Males and females of the high-dose group showed soft faeces in various weeks of the premating period. Daily clinical observations during the gestation and lactation period did not reveal any treatment-related changes in the animal’s appearance, general condition or behaviour. Neurobehavioural observations and motor activity assessment did not indicate any neurotoxic potential of the test substance. Mean body weights were decreased in males of the high-dose group from week 5 onwards. There were no treatment-related effects on female body weights during the entire study. No treatment-related effects were observed on food consumption of male and female animals during the entire study.

In males of the high-dose group, prothrombin time was increased, and haemoglobin concentration, mean corpuscular volume (MCV) and mean corpuscular haemoglobin (MCH) were statistically significantly increased.

The relative weights of the kidneys and liver were increased in both sexes of the high-dose group. The relative weight of the epididymides was decreased in males of the high-dose group. Macroscopic examination at necropsy, and microscopic examination of organs and tissues did not reveal any treatment-related changes.

Based on the results of this study, viz. soft faeces (both sexes), decreased body weight gain (males), prolonged prothrombin time (males), increased haemoglobin concentration (males), decreased ALAT activity and chloride concentration (males) and increased relative weights of kidneys and liver (both sexes) as observed in animals treated with the highest concentration, the No Observed Adverse Effect Level (NOAEL) for parental toxicity is 500 mg/kg body weight/day.

Endpoint conclusion

Endpoint conclusion:

adverse effect observed

Dose descriptor:

NOAEL

500 mg/kg bw/day

Study duration:

subchronic

Species:

rat

Quality of whole database:

The results of this study are in compliance with the results obtained in studies with other chelates and metal chelates (see read across document in section 13).

Repeated dose toxicity: inhalation - systemic effects

Endpoint conclusion

Endpoint conclusion:

no study available

Repeated dose toxicity: inhalation - local effects

Endpoint conclusion

Endpoint conclusion:

no study available

Repeated dose toxicity: dermal - systemic effects

Endpoint conclusion

Endpoint conclusion:

no study available

Repeated dose toxicity: dermal - local effects

Endpoint conclusion

Endpoint conclusion:

no study available

Additional information

In a repeated inhalation toxicity with DTPA-CaNa3 in rats only a mild, focal and reversible pulmonary histiocytosis was induced.
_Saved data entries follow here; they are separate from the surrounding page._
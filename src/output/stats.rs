//! Run summary statistics
//!
//! Aggregates worker outcomes so that partial failure is visible at the end of
//! a run instead of only in the per-item log lines.

use crate::state::{ItemFailure, ItemOutcome};
use std::time::Duration;

/// Counts of item outcomes for one run
#[derive(Debug, Clone, Default, PartialEq, Eq)]
pub struct RunSummary {
    /// Item links found on the listing page
    pub links_found: usize,

    /// Effective pool size, `min(max_workers, links_found)`
    pub pool_size: usize,

    /// Records written to the output store
    pub saved: usize,

    /// Items dropped because a required field was missing
    pub skipped_missing: usize,

    /// Items whose detail page could not be fetched
    pub fetch_failed: usize,

    /// Items whose record could not be written
    pub sink_failed: usize,

    /// Items abandoned because the run was cancelled
    pub cancelled: usize,

    /// Worker tasks that panicked
    pub aborted: usize,

    /// Wall-clock time of the whole run
    pub elapsed: Duration,
}

impl RunSummary {
    pub fn new(links_found: usize, pool_size: usize) -> Self {
        Self {
            links_found,
            pool_size,
            ..Self::default()
        }
    }

    /// Adds one worker outcome to the counts
    pub fn record(&mut self, outcome: &ItemOutcome) {
        match &outcome.failure {
            None => self.saved += 1,
            Some(ItemFailure::MissingFields(_)) => self.skipped_missing += 1,
            Some(ItemFailure::Fetch(_)) => self.fetch_failed += 1,
            Some(ItemFailure::Sink(_)) => self.sink_failed += 1,
            Some(ItemFailure::Cancelled) => self.cancelled += 1,
        }
    }

    /// Counts a worker task that terminated without reporting an outcome
    pub fn record_aborted(&mut self) {
        self.aborted += 1;
    }

    /// Items that reached a terminal state
    pub fn completed(&self) -> usize {
        self.saved + self.failed()
    }

    /// Items that ended in `Failed`, for any reason
    pub fn failed(&self) -> usize {
        self.skipped_missing + self.fetch_failed + self.sink_failed + self.cancelled + self.aborted
    }

    /// Returns the success rate as a percentage of completed items
    pub fn success_rate(&self) -> f64 {
        let completed = self.completed();
        if completed == 0 {
            return 0.0;
        }
        (self.saved as f64 / completed as f64) * 100.0
    }

    /// Writes the summary to the log stream
    pub fn log_summary(&self) {
        tracing::info!(
            "Run summary: {} links, {} saved, {} skipped (missing data), {} fetch errors, {} write errors, {} cancelled, {} aborted",
            self.links_found,
            self.saved,
            self.skipped_missing,
            self.fetch_failed,
            self.sink_failed,
            self.cancelled,
            self.aborted
        );
        tracing::info!("Total time taken: {:.2} seconds", self.elapsed.as_secs_f64());
    }

    /// Prints the summary to stdout in a formatted manner
    pub fn print_summary(&self) {
        println!("=== Scrape Summary ===\n");
        println!("  Links found: {}", self.links_found);
        println!("  Workers: {}", self.pool_size);
        println!("  Saved: {}", self.saved);
        println!("  Skipped (missing data): {}", self.skipped_missing);
        println!("  Fetch errors: {}", self.fetch_failed);
        println!("  Write errors: {}", self.sink_failed);
        if self.cancelled > 0 {
            println!("  Cancelled: {}", self.cancelled);
        }
        if self.aborted > 0 {
            println!("  Aborted: {}", self.aborted);
        }
        println!();
        println!(
            "Success Rate: {:.1}% ({} / {} items saved) in {:.2}s",
            self.success_rate(),
            self.saved,
            self.completed(),
            self.elapsed.as_secs_f64()
        );
    }
}
//! State module for tracking item progress
//!
//! # Components
//!
//! - `ItemState`: Tracks one item through fetch, extraction, validation and persistence
//! - `ItemFailure`: Why an item ended in `Failed`
//! - `ItemOutcome`: What a worker reports back to the coordinator

mod item_state;

pub use item_state::ItemState;

use crate::record::{Field, ItemLink};
use crate::{FetchError, SinkError};
use std::fmt;

/// Reason an item was dropped
#[derive(Debug)]
pub enum ItemFailure {
    /// The detail page could not be fetched
    Fetch(FetchError),

    /// One or more required fields were absent after extraction
    MissingFields(Vec<Field>),

    /// The validated record could not be written
    Sink(SinkError),

    /// The run was cancelled before the item got past fetching
    Cancelled,
}

impl fmt::Display for ItemFailure {
    fn fmt(&self, f: &mut fmt::Formatter<'_>) -> fmt::Result {
        match self {
            Self::Fetch(e) => write!(f, "{}", e),
            Self::MissingFields(fields) => {
                let names: Vec<&str> = fields.iter().map(Field::as_str).collect();
                write!(f, "missing fields: {}", names.join(", "))
            }
            Self::Sink(e) => write!(f, "{}", e),
            Self::Cancelled => write!(f, "cancelled"),
        }
    }
}

/// Terminal result of one worker run
#[derive(Debug)]
pub struct ItemOutcome {
    pub link: ItemLink,
    pub state: ItemState,
    pub failure: Option<ItemFailure>,
}

impl ItemOutcome {
    pub fn done(link: ItemLink) -> Self {
        Self {
            link,
            state: ItemState::Done,
            failure: None,
        }
    }

    pub fn failed(link: ItemLink, failure: ItemFailure) -> Self {
        Self {
            link,
            state: ItemState::Failed,
            failure: Some(failure),
        }
    }

    pub fn is_success(&self) -> bool {
        self.state.is_success()
    }
}
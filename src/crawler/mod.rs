//! Crawler module for listing discovery and detail scraping
//!
//! This module contains the scrape pipeline:
//! - HTTP fetching with an explicit identity header
//! - Listing page parsing into item links
//! - Detail page field extraction
//! - A bounded pool of detail workers
//! - Overall run coordination

mod coordinator;
mod extractor;
mod fetcher;
mod listing;
mod pool;
mod worker;

pub use coordinator::{run_scrape, Coordinator};
pub use extractor::FieldExtractor;
pub use fetcher::{build_http_client, HttpFetcher, PageFetcher};
pub use listing::{fetch_listing, parse_listing, ListingSelectors};
pub use pool::WorkerPool;
pub use worker::DetailWorker;
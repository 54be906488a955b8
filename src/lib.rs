//! Marquee: a concurrent movie chart scraper
//!
//! This crate fetches a ranked listing page, follows every item's detail link
//! through a bounded pool of workers, extracts a fixed set of fields from each
//! detail page and appends the complete records to a CSV file.

pub mod config;
pub mod crawler;
pub mod output;
pub mod record;
pub mod state;

use thiserror::Error;

/// Main error type for Marquee operations
#[derive(Debug, Error)]
pub enum MarqueeError {
    #[error("Configuration error: {0}")]
    Config(#[from] ConfigError),

    #[error("Fetch error: {0}")]
    Fetch(#[from] FetchError),

    #[error("HTML parse error for {url}: {message}")]
    Parse { url: String, message: String },

    #[error("Sink error: {0}")]
    Sink(#[from] SinkError),

    #[error("HTTP client error: {0}")]
    HttpClient(#[from] reqwest::Error),

    #[error("IO error: {0}")]
    Io(#[from] std::io::Error),

    #[error("Run cancelled before any item was dispatched")]
    Cancelled,
}

/// Configuration-specific errors
#[derive(Debug, Error)]
pub enum ConfigError {
    #[error("Failed to read config file: {0}")]
    Io(#[from] std::io::Error),

    #[error("Failed to parse TOML: {0}")]
    Parse(#[from] toml::de::Error),

    #[error("Validation error: {0}")]
    Validation(String),

    #[error("Invalid URL in config: {0}")]
    InvalidUrl(String),

    #[error("Invalid selector for {name}: {message}")]
    InvalidSelector { name: String, message: String },
}

/// Errors raised while fetching a single page
#[derive(Debug, Clone, Error)]
pub enum FetchError {
    #[error("HTTP {status} for {url}")]
    Status { url: String, status: u16 },

    #[error("Request timeout for {url}")]
    Timeout { url: String },

    #[error("Network error for {url}: {message}")]
    Network { url: String, message: String },

    #[error("Failed to read body of {url}: {message}")]
    Body { url: String, message: String },
}

/// Errors raised while appending to the record store
#[derive(Debug, Error)]
pub enum SinkError {
    #[error("Failed to write {path}: {source}")]
    Io {
        path: String,
        source: std::io::Error,
    },

    #[error("Record store lock poisoned")]
    Poisoned,

    #[error("Write interrupted by runtime shutdown")]
    Interrupted,
}

/// Result type alias for Marquee operations
pub type Result<T> = std::result::Result<T, MarqueeError>;

/// Result type alias for configuration operations
pub type ConfigResult<T> = std::result::Result<T, ConfigError>;

// Re-export commonly used types
pub use config::Config;
pub use crawler::{run_scrape, Coordinator};
pub use output::RunSummary;
pub use record::{Field, ItemLink, PartialRecord, RawPage, ValidatedRecord};
pub use state::{ItemFailure, ItemOutcome, ItemState};
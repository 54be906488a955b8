use crate::config::types::Config;
use crate::config::validation::validate;
use crate::ConfigError;
use sha2::{Digest, Sha256};
use std::path::Path;

/// Reads and parses a configuration file without validating it
///
/// Used when command-line overrides still have to be applied before the
/// final configuration is validated.
pub fn read_config(path: &Path) -> Result<Config, ConfigError> {
    let content = std::fs::read_to_string(path)?;
    let config: Config = toml::from_str(&content)?;
    Ok(config)
}

/// Loads and parses a configuration file from the given path
///
/// # Arguments
///
/// * `path` - Path to the TOML configuration file
///
/// # Returns
///
/// * `Ok(Config)` - Successfully loaded and validated configuration
/// * `Err(ConfigError)` - Failed to load, parse, or validate the configuration
///
/// # Example
///
/// ```no_run
/// use std::path::Path;
/// use marquee::config::load_config;
///
/// let config = load_config(Path::new("marquee.toml")).unwrap();
/// println!("Max workers: {}", config.scraper.max_workers);
/// ```
pub fn load_config(path: &Path) -> Result<Config, ConfigError> {
    let config = read_config(path)?;
    validate(&config)?;
    Ok(config)
}

/// Computes a SHA-256 hash of the configuration file content
///
/// Logged at startup so runs can be matched to the configuration they used.
pub fn compute_config_hash(path: &Path) -> Result<String, ConfigError> {
    let content = std::fs::read_to_string(path)?;
    let mut hasher = Sha256::new();
    hasher.update(content.as_bytes());
    Ok(hex::encode(hasher.finalize()))
}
At a level of 0.42 mg/L (420 mg/m3), the incidence and severity of the histiocytosis was comparable to that in the chamber- and aerosol control group; this level, therefore, was considered a NOAEC. Similar results are also expected for DTPA-FeHNa (see also read across document in section 13).

Justification for selection of repeated dose toxicity via oral route - systemic effects endpoint:

Well performed and reported GLP study

Repeated dose toxicity: via oral route - systemic effects (target organ) digestive: liver; urogenital: kidneys

Justification for classification or non-classification

Based on a NOAEL of 500 mg/kg bw in a study in which male rats were treated for at least 13 weeks and females for almost 14 weeks, no classification is needed for STOT repeated exposure.